The first static fire test of the day was for the second stage Starship. This rocket is also NASA’s vehicle of choice to land astronauts on the Moon under the Artemis program. With the space agency slated to launch its first crewed lunar test flight next year, pressure is building on SpaceX to demonstrate key milestones in Starship’s lunar launch profile so that its rockets are ready to fly on the day of launch.

While it is close to impossible to determine how many engines on the second stage were fired unless SpaceX shares the details, footage from the site indicated that one of the six engines was fired. This is part of a landing profile for the rocket, and there is additional speculation that perhaps the third Starship integrated test flight will also try to launch a payload in space.
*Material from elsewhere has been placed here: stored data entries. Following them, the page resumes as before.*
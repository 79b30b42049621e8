//! Helpers for the flat directory of collected workflow files.

use std::{
    fs,
    path::{Path, PathBuf},
};

use crate::error::{self, Error};

/// Extensions recognized as workflow files.
pub const WORKFLOW_EXTENSIONS: [&str; 2] = [".yml", ".yaml"];

/// Returns `true` when `name` ends with a workflow extension.
///
/// Matching is case-sensitive, as GitHub only picks up lowercase extensions.
///
/// # Examples
///
/// ```
/// use wfharvest::is_workflow_file_name;
///
/// assert!(is_workflow_file_name("ci.yml"));
/// assert!(is_workflow_file_name("release.yaml"));
/// assert!(!is_workflow_file_name("README.md"));
/// ```
pub fn is_workflow_file_name(name: &str,) -> bool
{
    WORKFLOW_EXTENSIONS.iter().any(|extension| name.ends_with(extension,),)
}

/// Lists the workflow files directly inside `dir`, sorted by file name.
///
/// Sub-directories are not descended into.
///
/// # Errors
///
/// Returns [`Error::Validation`](Error::Validation) when `dir` is not a
/// directory and [`Error::Io`](Error::Io) when it cannot be read.
pub fn workflow_files(dir: &Path,) -> Result<Vec<PathBuf,>, Error,>
{
    if !dir.is_dir() {
        return Err(Error::validation(format!(
            "{} does not exist or is not a directory",
            dir.display()
        ),),);
    }

    let entries = fs::read_dir(dir,).map_err(|source| error::io_error(dir, source,),)?;
    let mut files = Vec::new();
    for entry in entries {
        let entry = entry.map_err(|source| error::io_error(dir, source,),)?;
        let path = entry.path();
        let is_workflow = path.file_name().and_then(|name| name.to_str(),).is_some_and(is_workflow_file_name,);
        if is_workflow && path.is_file() {
            files.push(path,);
        }
    }

    files.sort();
    Ok(files,)
}

/// Counts the workflow files directly inside `dir`.
///
/// # Errors
///
/// Propagates failures from [`workflow_files`].
pub fn count_workflow_files(dir: &Path,) -> Result<usize, Error,>
{
    Ok(workflow_files(dir,)?.len(),)
}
SpaceX’s Starship Super Heavy booster breathes fire during a static fire attempt this August. Image: SpaceX

The Super Heavy rocket booster fired up roughly 90 minutes after the ship static fire. Looking at the footage, it appears that the majority of its engines were tested roughly ten seconds before the test ended. Static fire tests are among the most important for rocket launches since they allow engineers to pick out any problems before potentially catastrophic damage at the time of launch.

Ever since it first started testing Starship rockets in 2020, SpaceX has covered quite a lot of distance when it comes to Starship production and testing. Over the course of this time period, the firm has developed new Raptor engines, built out a new water deluge system at the pad, introduced upgrades to the Super Heavy booster and sped up its manufacturing.

Manufacturing will be another crucial challenge for SpaceX to solve if it’s to achieve its goals with Starship. Recent statements by the firm’s chief Elon Musk outline that SpaceX has to produce at least 100 second stage Starships in a year if it wants to colonize Mars by the mid 2050s. This is because while the Super Heavy will return to the launch site within minutes of a launch, it will take the second stage Starship much longer to return.

Naturally, this will require more Starships that are ready to launch after the Heavy’s return, and to support this aggressive cadence, SpaceX is also building a second launch site at its facilities in Texas. Should today’s tests have been successful, then some of the next steps before a third flight test include a full stack, inspections of the ship and booster, pad inspections and potential ship repairs.